Please write out exactly, and only, the lines from the first in the material below to the line containing "threads at once.", both included.
[Start of Attachment]
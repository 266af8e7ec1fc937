//! The decide pipeline
//!
//! One call runs generation with a private [`ActivationCache`] attached to the
//! capture layer, mean-pools the stage output of the last forward pass, reads
//! the strongest dictionary features and optionally refines the pooled vector.
//!
//! ## Usage
//!
//! ```ignore
//! let config = ModelConfig::load(Path::new("mind.json"))?;
//! let pipeline = DecidePipeline::from_config(&config)?;
//! let response = pipeline.decide(&DecideRequest::new("agent-7", "Buy or sell?"))?;
//! ```

use std::sync::Arc;

use candle_core::{DType, Tensor};
use tracing::{debug, info, warn};

use crate::cache::ActivationCache;
use crate::config::ModelConfig;
use crate::error::{MindError, Result};
use crate::hrm::HierarchicalRefiner;
use crate::model::{
    canonical_stage_name, parse_device, CancelFlag, GenerativeModel, LlamaGenerator, NoCapture,
    StageObserver,
};
use crate::sae::{SparseEncoder, DEFAULT_TOP_K};
use crate::schema::{DecideRequest, DecideResponse, FeatureValue};

/// Generation plus feature extraction plus optional refinement.
///
/// Holds only immutable shared components, so one pipeline can be wrapped in
/// an `Arc` and called from many threads at once.
pub struct DecidePipeline {
    model: Arc<dyn GenerativeModel>,
    encoder: Option<Arc<SparseEncoder>>,
    refiner: Arc<HierarchicalRefiner>,
    capture_layer: Option<String>,
    top_k: usize,
}

impl DecidePipeline {
    /// Assemble a pipeline, checking that the parts fit together.
    ///
    /// Fails with `MissingActivation` if the capture layer is not a stage of
    /// the model, `DimensionMismatch` if the encoder or refiner width differs
    /// from the model width, `Config` if `top_k` exceeds [`DEFAULT_TOP_K`] and
    /// `InvalidTopK` if the dictionary is narrower than `top_k`.
    pub fn new(
        model: Arc<dyn GenerativeModel>,
        encoder: Option<Arc<SparseEncoder>>,
        refiner: Arc<HierarchicalRefiner>,
        capture_layer: Option<String>,
        top_k: usize,
    ) -> Result<Self> {
        let capture_layer = capture_layer.map(|l| canonical_stage_name(&l).to_string());
        if let Some(layer) = &capture_layer {
            if !model.has_stage(layer) {
                return Err(MindError::MissingActivation {
                    layer: layer.clone(),
                });
            }
        }

        if top_k > DEFAULT_TOP_K {
            return Err(MindError::Config(format!(
                "top_k must be at most {DEFAULT_TOP_K}, got {top_k}"
            )));
        }

        let d_model = model.d_model();
        if let Some(encoder) = &encoder {
            if encoder.d_model() != d_model {
                return Err(MindError::dimension(
                    "sparse encoder width",
                    d_model,
                    encoder.d_model(),
                ));
            }
            if top_k > encoder.d_sae() {
                return Err(MindError::InvalidTopK {
                    k: top_k,
                    d_sae: encoder.d_sae(),
                });
            }
        }
        if refiner.d_model() != d_model {
            return Err(MindError::dimension("refiner width", d_model, refiner.d_model()));
        }

        if capture_layer.is_none() {
            warn!("No capture layer configured: features and refinement are unavailable");
        } else if encoder.is_none() {
            warn!("No sparse dictionary configured: responses carry no features");
        }

        Ok(Self {
            model,
            encoder,
            refiner,
            capture_layer,
            top_k,
        })
    }

    /// Load every component named by `config`.
    pub fn from_config(config: &ModelConfig) -> Result<Self> {
        config.validate()?;
        let device = parse_device(&config.device)?;

        info!("Loading model: {}", config.model_path);
        let model = LlamaGenerator::load(&config.model_path, &device, config.temperature)?;
        info!(
            "Model loaded: {} layers, d_model={}",
            model.n_layers(),
            model.d_model()
        );
        let d_model = model.d_model();

        let encoder = match &config.sae_path {
            Some(path) => Some(Arc::new(SparseEncoder::load(path, &device)?)),
            None => None,
        };
        let refiner = match &config.hrm_path {
            Some(path) => HierarchicalRefiner::load(path, config.hrm_steps, &device)?,
            None => HierarchicalRefiner::seeded(d_model, config.hrm_steps, config.hrm_seed, &device)?,
        };

        Self::new(
            Arc::new(model),
            encoder,
            Arc::new(refiner),
            config.capture_layer.clone(),
            config.top_k,
        )
    }

    /// The stage whose output is tapped, if any
    pub fn capture_layer(&self) -> Option<&str> {
        self.capture_layer.as_deref()
    }

    pub fn top_k(&self) -> usize {
        self.top_k
    }

    pub fn d_model(&self) -> usize {
        self.model.d_model()
    }

    /// Run one request to completion.
    pub fn decide(&self, request: &DecideRequest) -> Result<DecideResponse> {
        self.decide_with_cancel(request, &CancelFlag::new())
    }

    /// Run one request, stopping with `Cancelled` once `cancel` is raised.
    pub fn decide_with_cancel(
        &self,
        request: &DecideRequest,
        cancel: &CancelFlag,
    ) -> Result<DecideResponse> {
        debug!(
            "decide: agent={} hrm={} max_new_tokens={}",
            request.agent_id, request.hrm_enabled, request.max_new_tokens
        );

        let Some(layer) = self.capture_layer.as_deref() else {
            if request.hrm_enabled {
                return Err(MindError::CaptureDisabled);
            }
            let text = self.generate(request, &mut NoCapture, cancel)?;
            return Ok(DecideResponse {
                text,
                features: Vec::new(),
                hrm_vector: None,
            });
        };

        let mut cache = ActivationCache::watching([layer]);
        cache.reset();
        let text = self.generate(request, &mut cache, cancel)?;

        let captured = cache.get(layer)?;
        let pooled = mean_pool(captured, self.model.d_model())?;
        debug!(
            "Pooled {} positions from the last pass of '{layer}'",
            captured.elem_count() / self.model.d_model()
        );

        let features = match &self.encoder {
            Some(encoder) => {
                let encoded = encoder.encode(&pooled)?;
                debug!("{} of {} features active", encoded.active_count(), encoded.len());
                encoded
                    .top_k(self.top_k)?
                    .into_iter()
                    .map(FeatureValue::from)
                    .collect()
            }
            None => Vec::new(),
        };

        let hrm_vector = if request.hrm_enabled {
            Some(self.refiner.refine(&pooled)?.to_vec1::<f32>()?)
        } else {
            None
        };

        Ok(DecideResponse {
            text,
            features,
            hrm_vector,
        })
    }

    fn generate(
        &self,
        request: &DecideRequest,
        observer: &mut dyn StageObserver,
        cancel: &CancelFlag,
    ) -> Result<String> {
        self.model
            .generate(&request.prompt, request.max_new_tokens, observer, cancel)
    }
}

/// Average a captured `(..., seq, d_model)` activation over its positions.
///
/// Returns a `(d_model,)` F32 tensor.
pub fn mean_pool(activation: &Tensor, d_model: usize) -> Result<Tensor> {
    let width = activation.dims().last().copied().unwrap_or(0);
    if width != d_model {
        return Err(MindError::dimension("captured activation width", d_model, width));
    }
    if activation.elem_count() == 0 {
        return Err(MindError::dimension("captured positions", 1, 0));
    }
    let rows = activation
        .to_dtype(DType::F32)?
        .reshape(((), d_model))?;
    Ok(rows.mean(0)?)
}

#[cfg(test)]
mod tests {
    use super::*;
    use candle_core::Device;

    #[test]
    fn test_mean_pool_averages_positions() {
        let t = Tensor::new(&[[[1f32, 2.0], [3.0, 4.0], [5.0, 9.0]]], &Device::Cpu).unwrap();
        let pooled: Vec<f32> = mean_pool(&t, 2).unwrap().to_vec1().unwrap();
        assert_eq!(pooled, vec![3.0, 5.0]);
    }

    #[test]
    fn test_mean_pool_single_vector() {
        let t = Tensor::new(&[0.5f32, -1.0, 2.0], &Device::Cpu).unwrap();
        let pooled: Vec<f32> = mean_pool(&t, 3).unwrap().to_vec1().unwrap();
        assert_eq!(pooled, vec![0.5, -1.0, 2.0]);
    }

    #[test]
    fn test_mean_pool_width_mismatch() {
        let t = Tensor::zeros((1, 4, 6), DType::F32, &Device::Cpu).unwrap();
        assert!(matches!(
            mean_pool(&t, 8),
            Err(MindError::DimensionMismatch {
                expected: 8,
                actual: 6,
                ..
            })
        ));
    }

    #[test]
    fn test_mean_pool_converts_half_precision() {
        let t = Tensor::ones((1, 2, 4), DType::BF16, &Device::Cpu).unwrap();
        let pooled = mean_pool(&t, 4).unwrap();
        assert_eq!(pooled.dtype(), DType::F32);
        assert_eq!(pooled.to_vec1::<f32>().unwrap(), vec![1.0; 4]);
    }
}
[End of Attachment]
Your response
repository 266af8e7ec1fc937
//! The decide pipeline
//!
//! One call runs generation with a private [`ActivationCache`] attached to the
//! capture layer, mean-pools the stage output of the last forward pass, reads
//! the strongest dictionary features and optionally refines the pooled vector.
//!
//! ## Usage
//!
//! ```ignore
//! let config = ModelConfig::load(Path::new("mind.json"))?;
//! let pipeline = DecidePipeline::from_config(&config)?;
//! let response = pipeline.decide(&DecideRequest::new("agent-7", "Buy or sell?"))?;
//! ```

use std::sync::Arc;

use candle_core::{DType, Tensor};
use tracing::{debug, info, warn};

use crate::cache::ActivationCache;
use crate::config::ModelConfig;
use crate::error::{MindError, Result};
use crate::hrm::HierarchicalRefiner;
use crate::model::{
    canonical_stage_name, parse_device, CancelFlag, GenerativeModel, LlamaGenerator, NoCapture,
    StageObserver,
};
use crate::sae::{SparseEncoder, DEFAULT_TOP_K};
use crate::schema::{DecideRequest, DecideResponse, FeatureValue};

/// Generation plus feature extraction plus optional refinement.
///
/// Holds only immutable shared components, so one pipeline can be wrapped in
/// an `Arc` and called from many threads at once.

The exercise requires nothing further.